Wednesday, 30 January 2008

Carl Schmitt on Classical Liberalism

Continuing from recent posts about Schmitt's Nomos of the Earth, I'm addressing the issue of a possible liaison between Carl Schmitt and Classical Liberalism. Schmitt's membership of the Nazi party and attempts to become a prominent jurist during the Nazi period may make this look like a bizarre claim, and no one I know of claims that Schmitt takes Classical Liberalism as a foundation. Political Romanticism certainly contains some strong criticism of German Classical Liberals.

The supposed Classical Liberal link comes from moments at which Schmitt suggests some respect for private property and the market economy. In Nomos of the Earth, he certainly seems nostalgic for the highpoint of European interstate order in which war and state appropriation of territory did not interfere with private property. Property remained in the same hands, business and commerce carried on as before, in a successful bracketting of war from normal order within, and between, states. In general Schmitt limits his interest in politics as struggle with the enemy to the political sphere and favoured liberal economics.

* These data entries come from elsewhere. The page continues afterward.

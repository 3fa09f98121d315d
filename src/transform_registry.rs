//! Extension registry for the `dynamic` mapping strategy.
//!
//! Extensions are plain Rust functions registered under a two-part name
//! (`module.function`) at startup. A mapping's `scriptExtension` identifier is
//! resolved against this registry and the function is called with the fixed
//! [`ExtensionArgs`] contract. New transformations are added by registering
//! functions, never by changing the resolver.

use std::collections::HashMap;

use crate::mapping::{FieldMapping, GlobalOptions};
use crate::record::Row;

/// Error type for extension resolution and execution
#[derive(Debug, Clone, PartialEq, Eq, thiserror::Error)]
pub enum ExtensionError {
    #[error("extension identifier '{0}' is not in 'module.function' form")]
    InvalidIdentifier(String),

    #[error("extension module not found: {0}")]
    ModuleNotFound(String),

    #[error("extension function not found: {module}.{function}")]
    FunctionNotFound { module: String, function: String },

    #[error("invalid arguments: {0}")]
    InvalidArgs(String),

    #[error("execution error: {0}")]
    ExecutionError(String),
}

impl ExtensionError {
    /// Identifier could not be resolved to a registered function.
    pub fn is_unresolved(&self) -> bool {
        matches!(
            self,
            ExtensionError::InvalidIdentifier(_)
                | ExtensionError::ModuleNotFound(_)
                | ExtensionError::FunctionNotFound { .. }
        )
    }
}

/// Arguments handed to every extension call.
#[derive(Debug, Clone, Copy)]
pub struct ExtensionArgs<'a> {
    /// Raw value of the cell being resolved
    pub cell_value: &'a str,
    /// Column label of that cell
    pub column: &'a str,
    pub row: &'a Row,
    pub mapping: &'a FieldMapping,
    pub options: &'a GlobalOptions,
}

/// Trait for extension functions
pub trait ExtensionFn: Send + Sync {
    fn call(&self, args: &ExtensionArgs<'_>) -> Result<String, ExtensionError>;
}

impl<F> ExtensionFn for F
where
    F: Fn(&ExtensionArgs<'_>) -> Result<String, ExtensionError> + Send + Sync,
{
    fn call(&self, args: &ExtensionArgs<'_>) -> Result<String, ExtensionError> {
        self(args)
    }
}

/// Split `module.function` on the first dot.
///
/// Both parts must be non-empty. Any later dots belong to the function name.
pub fn split_identifier(identifier: &str) -> Result<(&str, &str), ExtensionError> {
    let invalid = || ExtensionError::InvalidIdentifier(identifier.to_string());

    let (module, function) = identifier.trim().split_once('.').ok_or_else(invalid)?;
    if module.is_empty() || function.is_empty() {
        return Err(invalid());
    }

    Ok((module, function))
}

/// Registry of extension functions, grouped by module
#[derive(Default)]
pub struct ExtensionRegistry {
    modules: HashMap<String, HashMap<String, Box<dyn ExtensionFn>>>,
}

impl ExtensionRegistry {
    /// Create a new empty registry
    pub fn new() -> Self {
        Self::default()
    }

    /// Registry preloaded with the functions in [`crate::extensions`].
    pub fn with_builtins() -> Self {
        let mut registry = Self::new();
        crate::extensions::register_builtins(&mut registry);
        registry
    }

    /// Register an extension function
    ///
    /// # Example
    ///
    /// ```
    /// use sheetmap::ExtensionRegistry;
    ///
    /// let mut registry = ExtensionRegistry::new();
    /// registry.register("text", "reverse", |args| Ok(args.cell_value.chars().rev().collect()));
    /// assert!(registry.has_extension("text.reverse"));
    /// ```
    pub fn register<F>(&mut self, module: impl Into<String>, function: impl Into<String>, func: F)
    where
        F: Fn(&ExtensionArgs<'_>) -> Result<String, ExtensionError> + Send + Sync + 'static,
    {
        self.register_boxed(module, function, Box::new(func));
    }

    /// Register a boxed extension function.
    ///
    /// Identifiers split on their first dot, so a module name containing a
    /// dot can never be called; such registrations are skipped with a warning.
    pub fn register_boxed(
        &mut self,
        module: impl Into<String>,
        function: impl Into<String>,
        func: Box<dyn ExtensionFn>,
    ) {
        let module = module.into();
        if module.is_empty() || module.contains('.') {
            tracing::warn!(
                module = %module,
                "extension module name must be non-empty and dot-free"
            );
            return;
        }

        self.modules
            .entry(module)
            .or_default()
            .insert(function.into(), func);
    }

    /// Look up the function named by a `module.function` identifier.
    pub fn resolve(&self, identifier: &str) -> Result<&dyn ExtensionFn, ExtensionError> {
        let (module, function) = split_identifier(identifier)?;

        let functions = self
            .modules
            .get(module)
            .ok_or_else(|| ExtensionError::ModuleNotFound(module.to_string()))?;

        functions
            .get(function)
            .map(|f| f.as_ref())
            .ok_or_else(|| ExtensionError::FunctionNotFound {
                module: module.to_string(),
                function: function.to_string(),
            })
    }

    /// Resolve and invoke in one step.
    pub fn call(&self, identifier: &str, args: &ExtensionArgs<'_>) -> Result<String, ExtensionError> {
        self.resolve(identifier)?.call(args)
    }

    pub fn has_extension(&self, identifier: &str) -> bool {
        self.resolve(identifier).is_ok()
    }

    /// All registered identifiers, sorted.
    pub fn list_extensions(&self) -> Vec<String> {
        let mut names: Vec<String> = self
            .modules
            .iter()
            .flat_map(|(module, functions)| {
                functions.keys().map(move |f| format!("{}.{}", module, f))
            })
            .collect();
        names.sort();
        names
    }
}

On the other side, we must note the following points. In Nomos of the Earth, Schmitt also refers to the impossibility of making economics an absolutely neutral sphere in relation to politics. The market economy rests on property. Property rests on appropriation. Appropriation is an act of violence which implicitly contains the political construction of a sovereign who distributes property. The distribution of property is always a political act, something that Schmitt traces back to Aristotle's comments on distributive justice and even further back into Ancient Greek mythology. Even when he refers to the triumph of the market economy at the high point of the European inter-state order, he includes protectionist economic policies and the forcible opening up of markets, as when Commodore Parry forced Japan to accept trade with the United States. Fir Schmitt, the market economy is something organised by the state and that is not in contradiction with some aggressively interventionist acts of the state. It must also be noted that Schmitt refers to Britain's maritime empire as a failed 'catechon'. The catechon refers to the power which resists the premature coming of the Anti-Christ, but is given a wider role by Scmitt as the force which resists disorder. From Schmitt's point of view the original theology may be implicit in the secularised understanding. Though Schmitt often likes to adopt a pose of Olympian detachment with regard to political ideas, it's clear that he finds the sea lacking in the capacity of the earth to ground appropriation and sovereignty. The sea is disorder, the place which escapes law. In The Leviathan in the State Theory of Thomas Hobbes, it is clear that Schmitt's respect for Hobbes is limited by Schmitt's respect for individualism under the leviathan -state and that Schmitt links that liberal aspect of Hobbes with Britain as power infected by liberalism resulting from its maritime role. In Nomos of the Earth, Britain is featured as a disruptive power within European order, due to its ambiguous position in relation to Europe: both belonging and not belonging. The maritime power cannot belong to Europe in the same way as a 'Continental' power. This is supported with somewhat strained arguments to deny France and the Netherlands maritime power status.

The reading of Schmitt may help liberals of various stripes to give more emphasis to political conflict and the necessity of the state. Schmitt's articulation however emphasises contradictions between liberalism and the real concepts of politics, and must be seen as resulting in the limitation of liberalism within an economic sphere subject to the political as the superior instance.